* _PROBLEM TO SOLVE_
Counting only lines below that hold "routes", give the total alone.

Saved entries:
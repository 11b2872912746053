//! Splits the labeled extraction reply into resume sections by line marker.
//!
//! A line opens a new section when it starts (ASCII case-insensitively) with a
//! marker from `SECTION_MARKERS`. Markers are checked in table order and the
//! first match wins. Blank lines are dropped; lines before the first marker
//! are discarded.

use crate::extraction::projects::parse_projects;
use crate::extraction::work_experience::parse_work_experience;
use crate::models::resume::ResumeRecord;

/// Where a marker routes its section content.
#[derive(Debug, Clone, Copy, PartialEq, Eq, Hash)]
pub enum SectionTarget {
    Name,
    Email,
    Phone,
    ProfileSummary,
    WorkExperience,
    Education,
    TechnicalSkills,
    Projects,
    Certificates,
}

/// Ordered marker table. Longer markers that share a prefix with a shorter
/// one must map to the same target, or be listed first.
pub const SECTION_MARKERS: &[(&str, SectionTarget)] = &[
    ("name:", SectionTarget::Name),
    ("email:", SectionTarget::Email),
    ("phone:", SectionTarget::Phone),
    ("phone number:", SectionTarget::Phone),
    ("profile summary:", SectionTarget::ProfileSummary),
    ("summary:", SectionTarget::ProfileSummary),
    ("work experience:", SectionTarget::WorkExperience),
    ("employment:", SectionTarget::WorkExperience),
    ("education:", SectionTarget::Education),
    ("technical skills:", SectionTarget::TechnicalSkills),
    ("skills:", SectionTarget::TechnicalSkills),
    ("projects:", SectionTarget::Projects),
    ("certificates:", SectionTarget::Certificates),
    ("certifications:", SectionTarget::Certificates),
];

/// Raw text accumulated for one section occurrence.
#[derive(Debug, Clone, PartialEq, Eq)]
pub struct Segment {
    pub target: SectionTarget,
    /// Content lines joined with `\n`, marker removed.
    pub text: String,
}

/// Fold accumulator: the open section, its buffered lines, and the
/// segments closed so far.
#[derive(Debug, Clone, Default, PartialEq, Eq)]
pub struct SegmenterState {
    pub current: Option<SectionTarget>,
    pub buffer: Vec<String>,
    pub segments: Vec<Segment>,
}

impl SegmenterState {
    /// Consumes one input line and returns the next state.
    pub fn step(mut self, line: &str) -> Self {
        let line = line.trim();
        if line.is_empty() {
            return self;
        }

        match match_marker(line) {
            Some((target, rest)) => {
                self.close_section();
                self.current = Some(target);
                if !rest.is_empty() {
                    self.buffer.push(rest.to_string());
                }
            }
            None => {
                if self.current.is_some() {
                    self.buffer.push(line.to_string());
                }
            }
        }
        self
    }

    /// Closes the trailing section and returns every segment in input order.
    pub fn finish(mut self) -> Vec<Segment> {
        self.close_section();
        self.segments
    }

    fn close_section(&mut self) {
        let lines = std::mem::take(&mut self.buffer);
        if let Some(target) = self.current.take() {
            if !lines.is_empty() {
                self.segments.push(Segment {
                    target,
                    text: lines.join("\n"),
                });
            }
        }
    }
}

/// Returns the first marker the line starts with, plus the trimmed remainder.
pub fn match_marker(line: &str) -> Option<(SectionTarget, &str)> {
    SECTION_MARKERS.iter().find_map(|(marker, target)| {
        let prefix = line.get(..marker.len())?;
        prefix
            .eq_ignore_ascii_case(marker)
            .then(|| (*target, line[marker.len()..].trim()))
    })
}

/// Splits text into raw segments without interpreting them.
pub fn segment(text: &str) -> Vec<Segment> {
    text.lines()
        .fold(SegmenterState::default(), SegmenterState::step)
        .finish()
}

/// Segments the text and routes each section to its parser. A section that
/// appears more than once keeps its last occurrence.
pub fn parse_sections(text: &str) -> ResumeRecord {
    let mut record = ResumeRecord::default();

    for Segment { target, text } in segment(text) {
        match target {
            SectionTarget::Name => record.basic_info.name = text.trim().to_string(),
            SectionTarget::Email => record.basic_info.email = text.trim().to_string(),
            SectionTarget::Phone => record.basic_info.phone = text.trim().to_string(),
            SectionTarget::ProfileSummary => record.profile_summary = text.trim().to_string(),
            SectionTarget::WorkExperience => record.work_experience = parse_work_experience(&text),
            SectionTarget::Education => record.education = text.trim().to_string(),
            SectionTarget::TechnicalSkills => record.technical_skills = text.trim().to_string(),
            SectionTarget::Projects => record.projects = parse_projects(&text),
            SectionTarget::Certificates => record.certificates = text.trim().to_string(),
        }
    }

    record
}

* _RESULT OF THE EXERCISE_
2